California led the nation in the number of pediatric rheumatologists at the time with just 47.
“In Detroit, where I am, it’s just me and a rheumatologist,” Patty-Resk said. “Some states have many pediatric rheumatologists, but part of the problem is that not all of those people are fulltime working rheumatologists. Many are just part-time academic, or part-time clinical.”
According to Patty-Resk, the national average distance traveled to see a pediatric rheumatologist is 57 miles, compared with an average 25 miles traveled to visit other pediatric specialties.
Due to all of these factors, only a quarter of children with arthritis are receiving proper care and treatment, she said.
“That means that pediatric rheumatologists and pediatric providers are not taking care of these kids,” Patty-Resk said. “These kids are being taken care of by pediatricians, primary care, family practice and other folks.”
She later stressed the need for more pediatric providers trained in pediatric rheumatology, as well as loan forgiveness for physicians in pediatric rheumatology fellowship programs, ongoing rheumatology courses and telemedicine.

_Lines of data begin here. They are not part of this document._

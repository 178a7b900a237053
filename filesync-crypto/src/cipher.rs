//! Authenticated encryption using ChaCha20-Poly1305.
//!
//! The nonce doubles as the "header" that the server stores next to every
//! ciphertext, so sealed values split cleanly into `(data, header)` pairs.

use crate::error::{CryptoError, CryptoResult};
use crate::key::SymmetricKey;
use base64::{engine::general_purpose::STANDARD, Engine};
use chacha20poly1305::{
    aead::{Aead, KeyInit},
    ChaCha20Poly1305, Nonce,
};
use rand::RngCore;

/// Size of nonce in bytes (96 bits for ChaCha20-Poly1305).
pub const NONCE_SIZE: usize = 12;

/// Size of authentication tag in bytes.
pub const TAG_SIZE: usize = 16;

/// Encrypted data with the nonce needed for decryption.
#[derive(Clone, Debug, PartialEq, Eq)]
pub struct EncryptedData {
    /// The nonce used for encryption (unique per encryption).
    pub nonce: [u8; NONCE_SIZE],
    /// The encrypted ciphertext (includes auth tag).
    pub ciphertext: Vec<u8>,
}

impl EncryptedData {
    /// Returns the ciphertext as base64.
    pub fn data_base64(&self) -> String {
        STANDARD.encode(&self.ciphertext)
    }

    /// Returns the nonce as base64, in the form the server calls a header.
    pub fn header_base64(&self) -> String {
        STANDARD.encode(self.nonce)
    }

    /// Rebuilds encrypted data from its base64 `(data, header)` pair.
    pub fn from_base64_parts(data: &str, header: &str) -> CryptoResult<Self> {
        let ciphertext = STANDARD
            .decode(data)
            .map_err(|e| CryptoError::Encoding(format!("ciphertext: {e}")))?;
        let nonce_bytes = STANDARD
            .decode(header)
            .map_err(|e| CryptoError::Encoding(format!("header: {e}")))?;

        if nonce_bytes.len() != NONCE_SIZE {
            return Err(CryptoError::InvalidNonceLength {
                expected: NONCE_SIZE,
                actual: nonce_bytes.len(),
            });
        }
        if ciphertext.len() < TAG_SIZE {
            return Err(CryptoError::Decryption("data too short".to_string()));
        }

        let mut nonce = [0u8; NONCE_SIZE];
        nonce.copy_from_slice(&nonce_bytes);
        Ok(Self { nonce, ciphertext })
    }
}

/// Encrypts plaintext under `key` with a fresh random nonce.
pub fn encrypt(key: &SymmetricKey, plaintext: &[u8]) -> CryptoResult<EncryptedData> {
    let cipher = ChaCha20Poly1305::new(key.as_bytes().into());

    let mut nonce_bytes = [0u8; NONCE_SIZE];
    rand::rngs::OsRng.fill_bytes(&mut nonce_bytes);
    let nonce = Nonce::from_slice(&nonce_bytes);

    let ciphertext = cipher
        .encrypt(nonce, plaintext)
        .map_err(|e| CryptoError::Encryption(e.to_string()))?;

    Ok(EncryptedData {
        nonce: nonce_bytes,
        ciphertext,
    })
}

/// Decrypts ciphertext produced by [`encrypt`] under the same key.
pub fn decrypt(key: &SymmetricKey, encrypted: &EncryptedData) -> CryptoResult<Vec<u8>> {
    let cipher = ChaCha20Poly1305::new(key.as_bytes().into());
    let nonce = Nonce::from_slice(&encrypted.nonce);

    cipher
        .decrypt(nonce, encrypted.ciphertext.as_ref())
        .map_err(|_| {
            CryptoError::Decryption("decryption failed (wrong key or tampered data)".to_string())
        })
}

“I sit in a room full of residents in attending in our clinic, and when we have our limited downtime, I engage the residents in conversation,” Patty-Resk said. “These are people who are coming out of school with $400,000 of debt, and that is before they even think about a fellowship. They really need some help. This is serious.” – by Jason Laday
Patty-Resk C. Access to care. Presented at: Rheumatology Nurses Society Annual Conference; Aug. 7-10, 2010; Orlando, Florida.
Disclosure: Patty-Resk reports advisory board membership with Novartis and Sandoz.